I need to generate a simple frequency table in MongoDB. Let's say I have the following documents in a collection called books.
{
"_id": 1,
genre: [
"Fantasy",
"Crime",
"Drama"
]
}
{
"_id": 2,
genre: [
"Drama"
]
}
The expected output is: Fantasy: 1 Crime: 1 Drama: 2
Assuming that I don't have a preformed notion of what genres are possible, how can I get MongoDB to detect the genres and count them? This seems like a job for the aggregation framework.
So far, I've gotten to this stage:
db.books.aggregate([
{
$group: {
_id: null,
test: {$push: "$genre"}
}
}
])
This does not work as intended, as it just adds the genre array from each document.

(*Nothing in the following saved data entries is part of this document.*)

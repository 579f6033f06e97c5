//! Skill extraction: fixed per-category pattern rules scanned over the raw JD.

use regex::Regex;
use std::sync::LazyLock;
use tracing::debug;

use crate::models::{SkillCategory, SkillProfile};

/// Filled into `other` when no rule matches anywhere in the JD.
pub const FALLBACK_SKILLS: [&str; 4] = ["Communication", "Problem solving", "Basic coding", "Projects"];

// (skill name, case-insensitive pattern). Order within a category is output order.
// `\b` is compiled as an ASCII word boundary, so "Java開発者" still matches Java.
const RULE_TABLE: &[(SkillCategory, &[(&str, &str)])] = &[
    (
        SkillCategory::CoreCs,
        &[
            ("DSA", r"\b(dsa|data\s*structure|algorithm)\b"),
            ("OOP", r"\b(oop|object[\s-]oriented)\b"),
            ("DBMS", r"\bdbms\b"),
            ("OS", r"\boperating\s*system\b"),
            ("Networks", r"\b(computer\s*network|networking)\b"),
        ],
    ),
    (
        SkillCategory::Languages,
        &[
            // the trailing boundary already rejects "javascript"
            ("Java", r"\bjava\b"),
            ("Python", r"\bpython\b"),
            ("JavaScript", r"\bjavascript\b"),
            ("TypeScript", r"\btypescript\b"),
            // no trailing `\b`: after `+` or `#` it would reject "C++ developer"
            ("C++", r"\bc\+\+"),
            ("C#", r"\bc#"),
            ("Go", r"\bgolang\b|\bgo\s+(language|programming)\b"),
        ],
    ),
    (
        SkillCategory::Web,
        &[
            ("React", r"\breact\b"),
            ("Next.js", r"\bnext\.?js\b"),
            ("Node.js", r"\bnode\.?js\b"),
            ("Express", r"\bexpress(\.js)?\b"),
            ("REST", r"\brest(\s*api|ful)\b"),
            ("GraphQL", r"\bgraphql\b"),
        ],
    ),
    (
        SkillCategory::Data,
        &[
            ("SQL", r"\bsql\b"),
            ("MongoDB", r"\bmongodb\b"),
            ("PostgreSQL", r"\bpostgres(ql)?\b"),
            ("MySQL", r"\bmysql\b"),
            ("Redis", r"\bredis\b"),
        ],
    ),
    (
        SkillCategory::Cloud,
        &[
            ("AWS", r"\baws\b"),
            ("Azure", r"\bazure\b"),
            ("GCP", r"\b(gcp|google\s*cloud)\b"),
            ("Docker", r"\bdocker\b"),
            ("Kubernetes", r"\b(kubernetes|k8s)\b"),
            ("CI/CD", r"\bci/?cd\b"),
            ("Linux", r"\blinux\b"),
        ],
    ),
    (
        SkillCategory::Testing,
        &[
            ("Selenium", r"\bselenium\b"),
            ("Cypress", r"\bcypress\b"),
            ("Playwright", r"\bplaywright\b"),
            ("JUnit", r"\bjunit\b"),
            ("PyTest", r"\bpytest\b"),
        ],
    ),
];

struct SkillRule {
    name: &'static str,
    pattern: Regex,
}

static SKILL_RULES: LazyLock<Vec<(SkillCategory, Vec<SkillRule>)>> = LazyLock::new(|| {
    RULE_TABLE
        .iter()
        .map(|(category, rules)| {
            let compiled = rules
                .iter()
                .map(|(name, pattern)| SkillRule {
                    name,
                    pattern: Regex::new(&ascii_boundaries(pattern))
                        .unwrap_or_else(|e| panic!("invalid skill pattern for {name}: {e}")),
                })
                .collect();
            (*category, compiled)
        })
        .collect()
});

/// Case-insensitive, with every `\b` restricted to ASCII word characters.
fn ascii_boundaries(pattern: &str) -> String {
    format!("(?i){}", pattern.replace(r"\b", r"(?-u:\b)"))
}

/// Scans `jd_text` against every rule independently. Never fails; an empty
/// result is reported through the `other` fallback.
pub fn extract_skills(jd_text: &str) -> SkillProfile {
    let mut profile = SkillProfile::default();

    for (category, rules) in SKILL_RULES.iter() {
        let bucket = profile.get_mut(*category);
        for rule in rules {
            if rule.pattern.is_match(jd_text) && !bucket.iter().any(|s| s == rule.name) {
                debug!(skill = rule.name, ?category, "skill rule matched");
                bucket.push(rule.name.to_string());
            }
        }
    }

    if profile.nothing_extracted() {
        profile.other = FALLBACK_SKILLS.iter().map(|s| s.to_string()).collect();
    }

    profile
}
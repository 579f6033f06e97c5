use thiserror::Error;

/// Errors surfaced by the prep core and its storage backends.
///
/// Analysis itself is total; only input validation, lookups, and the
/// backing store can fail.
#[derive(Debug, Error)]
pub enum PrepError {
    #[error("{0}")]
    Validation(String),

    #[error("Not found: {0}")]
    NotFound(String),

    #[error("Storage error: {0}")]
    Storage(#[from] rusqlite::Error),

    #[error("JSON error: {0}")]
    Json(#[from] serde_json::Error),
}

pub type Result<T> = std::result::Result<T, PrepError>;

#[cfg(test)]
mod tests {
    use super::*;

    #[test]
    fn test_validation_message_is_passed_through() {
        let err = PrepError::Validation("Job description is required.".to_string());
        assert_eq!(err.to_string(), "Job description is required.");
    }

    #[test]
    fn test_json_error_converts() {
        let parse: std::result::Result<Vec<bool>, _> = serde_json::from_str("not json");
        let err: PrepError = parse.unwrap_err().into();
        assert!(matches!(err, PrepError::Json(_)));
    }
}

Can anyone point me in the right direction? Should I be using the aggregation framework?
Thank you!
When dealing with arrays in the aggregation framework what you generally need to do is use $unwind. This processes the array and essentially produces a new document for each array member. Think of it as "de-normalizing" with a SQL JOIN.
Once the array is "unwound" then you can process your $group:
db.collection.aggregate([
{ "$unwind": "$genre" },
{ "$group": {
"_id": "$genre",
"count": { "$sum": 1 }
}}
])
This gives output like:
{ "_id" : "Drama", "count" : 2 }
{ "_id" : "Crime", "count" : 1 }
{ "_id" : "Fantasy", "count" : 1 }
The _id provided to $group is the "key" that you want to group on, in your case this is "genre" referred to as it's "value" by prefixing with the $ "$genre". The $sum simply adds up values of 1 for each occurrence, which is generally how you count.
There are several examples shown at the SQL to Aggregation mapping chart, which is not only a useful guide for those used to SQL but had general practical examples of usage as well.